Tuvo un hincha muy especial

El Racing campeón también tuvo un hincha especial, transitorio, pero especial, nada menos que un 007.

El plantel de Racing viajó para el primer partido en Glasgow vía Londres y en la escala en la capital británica compartió avión con el actor escocés Sean Connery, el James Bond de entonces, y seguramente el más famoso de todos lo que interpretaron al más célebre de los agentes.

"Voy a alentar por ustedes.

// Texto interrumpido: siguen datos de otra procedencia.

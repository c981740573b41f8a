use anyhow::{anyhow, bail};
use tracing::{debug, trace};
use xml::reader::{EventReader, XmlEvent};

use crate::maven::pom::*;

/// Parses a POM document into a [RawPom] without parent link.
///
/// Only the parts relevant for dependency resolution are read; anything else (build, profiles,
///  reporting, ...) is skipped. `<repositories>` are ignored, resolution only uses the repositories
///  it was configured with.
pub fn parse_pom(data: &[u8], origin: &str) -> anyhow::Result<RawPom> {
    let mut builder = PomBuilder::new(origin);

    for event in EventReader::new(data) {
        match event.map_err(|e| anyhow!("malformed XML in {}: {}", origin, e))? {
            XmlEvent::StartElement { name, .. } => builder.start_element(name.local_name)?,
            XmlEvent::EndElement { .. } => builder.end_element()?,
            XmlEvent::Characters(text) | XmlEvent::CData(text) => builder.text.push_str(&text),
            _ => {}
        }
    }
    builder.finish()
}

/// Collects a [RawPom] from the events of a streaming parser, keyed by the path of element names
///  from the document root. Dependencies, exclusions and the parent reference are assembled in a
///  pending slot that is opened on their start element and committed on its end element.
struct PomBuilder {
    pom: RawPom,
    path: Vec<String>,
    text: String,
    model_version: Option<String>,
    seen_root: bool,
    parent: Option<ParentReference>,
    dependency: Option<RawPomDependency>,
    exclusion: Option<RawPomExclusion>,
}

impl PomBuilder {
    fn new(origin: &str) -> PomBuilder {
        PomBuilder {
            pom: RawPom {
                origin: origin.to_string(),
                ..Default::default()
            },
            path: Vec::new(),
            text: String::new(),
            model_version: None,
            seen_root: false,
            parent: None,
            dependency: None,
            exclusion: None,
        }
    }

    fn start_element(&mut self, name: String) -> anyhow::Result<()> {
        if self.path.is_empty() {
            if self.seen_root || name != "project" {
                bail!("{} is not a POM: root element is <{}>", self.pom.origin, name);
            }
            self.seen_root = true;
        }

        self.path.push(name);
        self.text.clear();

        let path = self.path.iter().map(String::as_str).collect::<Vec<_>>();
        match path.as_slice() {
            ["project", "parent"] => self.parent = Some(ParentReference::default()),
            ["project", "dependencies", "dependency"]
            | ["project", "dependencyManagement", "dependencies", "dependency"] => self.dependency = Some(RawPomDependency::default()),
            ["project", .., "dependency", "exclusions", "exclusion"] => self.exclusion = Some(RawPomExclusion::default()),
            _ => {}
        }
        Ok(())
    }

    fn end_element(&mut self) -> anyhow::Result<()> {
        let text = std::mem::take(&mut self.text).trim().to_string();
        let origin = self.pom.origin.as_str();
        let path = self.path.iter().map(String::as_str).collect::<Vec<_>>();

        match path.as_slice() {
            ["project", "modelVersion"] => self.model_version = Some(text),
            ["project", "groupId"] => self.pom.group_id = Some(text),
            ["project", "artifactId"] => self.pom.artifact_id = Some(text),
            ["project", "version"] => self.pom.version = Some(text),
            ["project", "packaging"] => self.pom.packaging = Some(text),

            ["project", "parent", field] => {
                if let Some(parent) = &mut self.parent {
                    match *field {
                        "groupId" => parent.group_id = text,
                        "artifactId" => parent.artifact_id = text,
                        "version" => parent.version = text,
                        "relativePath" => parent.relative_path = Some(text),
                        _ => {}
                    }
                }
            }
            ["project", "parent"] => {
                let parent = self.parent.take().unwrap_or_default();
                if parent.group_id.is_empty() || parent.artifact_id.is_empty() || parent.version.is_empty() {
                    bail!("{}: incomplete <parent> declaration {:?}", origin, parent);
                }
                self.pom.parent_reference = Some(parent);
            }

            ["project", "properties", key] => {
                self.pom.properties.insert(key.to_string(), text);
            }

            ["project", .., "dependency", "exclusions", "exclusion", field] => {
                if let Some(exclusion) = &mut self.exclusion {
                    match *field {
                        "groupId" => exclusion.group_id = Some(text),
                        "artifactId" => exclusion.artifact_id = Some(text),
                        _ => {}
                    }
                }
            }
            ["project", .., "dependency", "exclusions", "exclusion"] => {
                if let (Some(dependency), Some(exclusion)) = (&mut self.dependency, self.exclusion.take()) {
                    dependency.exclusions.push(exclusion);
                }
            }

            ["project", "dependencies", "dependency", field]
            | ["project", "dependencyManagement", "dependencies", "dependency", field] => {
                if let Some(dependency) = &mut self.dependency {
                    match *field {
                        "groupId" => dependency.group_id = Some(text),
                        "artifactId" => dependency.artifact_id = Some(text),
                        "version" => dependency.version = Some(text),
                        "classifier" => dependency.classifier = Some(text),
                        "type" => dependency.dependency_type = Some(text),
                        "scope" => dependency.scope = Some(text),
                        "optional" => dependency.optional = Some(text),
                        _ => {}
                    }
                }
            }
            ["project", "dependencies", "dependency"] => {
                if let Some(dependency) = self.dependency.take() {
                    self.pom.dependencies.push(dependency);
                }
            }
            ["project", "dependencyManagement", "dependencies", "dependency"] => {
                if let Some(dependency) = self.dependency.take() {
                    self.pom.dependency_management.push(dependency);
                }
            }

            ["project", "repositories", "repository"] => {
                debug!("{} declares a repository - ignoring it, only configured repositories are used", origin);
            }
            _ => {}
        }

        self.path.pop();
        Ok(())
    }

    fn finish(self) -> anyhow::Result<RawPom> {
        if !self.seen_root {
            bail!("{} is not a POM: no root element", self.pom.origin);
        }
        match self.model_version.as_deref() {
            Some(SUPPORTED_MODEL_VERSION) | None => {}
            Some(other) => bail!("{}: unsupported modelVersion {:?}, expected {}", self.pom.origin, other, SUPPORTED_MODEL_VERSION),
        }
        trace!("parsed {}: {} dependencies, {} managed dependencies", self.pom.origin, self.pom.dependencies.len(), self.pom.dependency_management.len());
        Ok(self.pom)
    }
}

Soy del Rangers", contó el actor, un referente del independentismo escocés y simpatizante de los blues, el equipo referente de los protestantes y rival del Celtic de los católicos.

La FIFA puso fin a la vieja polémica

Hace pocos días, la FIFA le puso fin a la polémica tras oficializar el título que se disputó durante 40 años entre los campeones de Sudamérica y Europa.

A principios de este año, la FIFA había destapado una polémica que ya llevaba varios años bajo la lupa: la oficialización de la Copa Intercontinental, título disputado entre 1960 y 2000 entre el campeón de la Copa Libertadores y de la Champions League y que denominaba al ganador como campeón del mundo.

Sin embargo, tras un pedido de la CONMEBOL, el máximo organismo del fútbol a nivel mundial le puso fin al debate: el Consejo de la FIFA aprobó el reconocimiento oficial como campeones del Mundial de Clubes a aquellos clubes que hayan ganado la Copa Intercontinental entre 1960 y 2004.  

De esta manera, la FIFA reconoce los títulos que fueron logrados por clubes sudamericanos y europeos durante esos 40 años, por lo que ahora hay oficialmente 28 equipos que pueden sentirse campeones del mundo.